"Sonhos"

536 60 2
                                    

Sem palavras?
Definitivamente eu estava.
O assunto sobre minha intimidade saiu de pauta assim que as crianças insistiram em começar a querer conhecer mais a nova "vovó", como já a chamavam, e apenas alguns olhares curiosos e quase imperceptíveis rolavam minuto a outro entre o maior e eu.

Enquanto a mim faltavam palavras para mais tópicos, mamãe por outro lado, passou um bom tempo contando histórias ao meu chefe e os meninos, tanto que eu em algum momento adormeci. Fui despertada pela sensação estranha de estar longe do chão.

— Tudo bem, tudo bem. Estou te levando pra cima, esta tarde, volte a dormir. — Maurício De La Torre dizia ao pé de meu ouvido.

Mesmo com as minhas pálpebras querendo descansar, eu lutei e permaneci semi-desperta até que ele me deixou na cama do quarto de hóspedes.

O observei tirar meus sapatos, desdobrar a coberta e cobrir-me com a mesma. Era quase como sonho muito irreal, juraria estar tendo uma alucinação se não fosse por que ele, antes de sair do quarto, me deixou com a ordem de fechar meus olhos.
Sabia que era exatamente Maurício De La Torre, porque meu chefe adorava me dar ordens e se aquele fosse o meu sonho, com toda a certeza ele não as daria. Certas vezes eu sonhava em prendê-lo na cama, amarrá-lo, amordaçá-lo e então eu…

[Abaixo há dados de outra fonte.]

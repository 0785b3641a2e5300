use std::sync::Arc;

use log::{debug, error, info};
use tokio::net::TcpListener;

use crate::gateway::Gateway;

/// Accepts websocket clients and runs one bridged connection per socket.
pub async fn run_server(listen_addr: &str, gateway: Gateway) -> std::io::Result<()> {
    let listener = TcpListener::bind(listen_addr).await?;
    info!("listening on {}", listener.local_addr()?);

    let gateway = Arc::new(gateway);
    loop {
        let (stream, addr) = match listener.accept().await {
            Ok(v) => v,
            Err(e) => {
                error!("accept failed: {:?}", e);
                continue;
            }
        };

        let gateway = gateway.clone();
        tokio::spawn(async move {
            debug!("{}:{} connected", addr.ip(), addr.port());
            gateway.handle_connection(stream).await;
            debug!("{}:{} finished", addr.ip(), addr.port());
        });
    }
}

— Mamãe! — A voz de Maxwell chorando me tira dos meus devaneios.

Eu pulo da cama e corro para o quarto ao lado.
Quando abro a porta, encontro o garoto em lágrimas. O abraço e me sento com ele na cama.

— O que foi bebê?

— Mamãe, tá iculo… — Ele reclama e realmente vejo que o quarto está um breu.

Logo depois disso ouço o pai do pequeno subir as escadas e mais do que depressa ele já está frente a nós dois.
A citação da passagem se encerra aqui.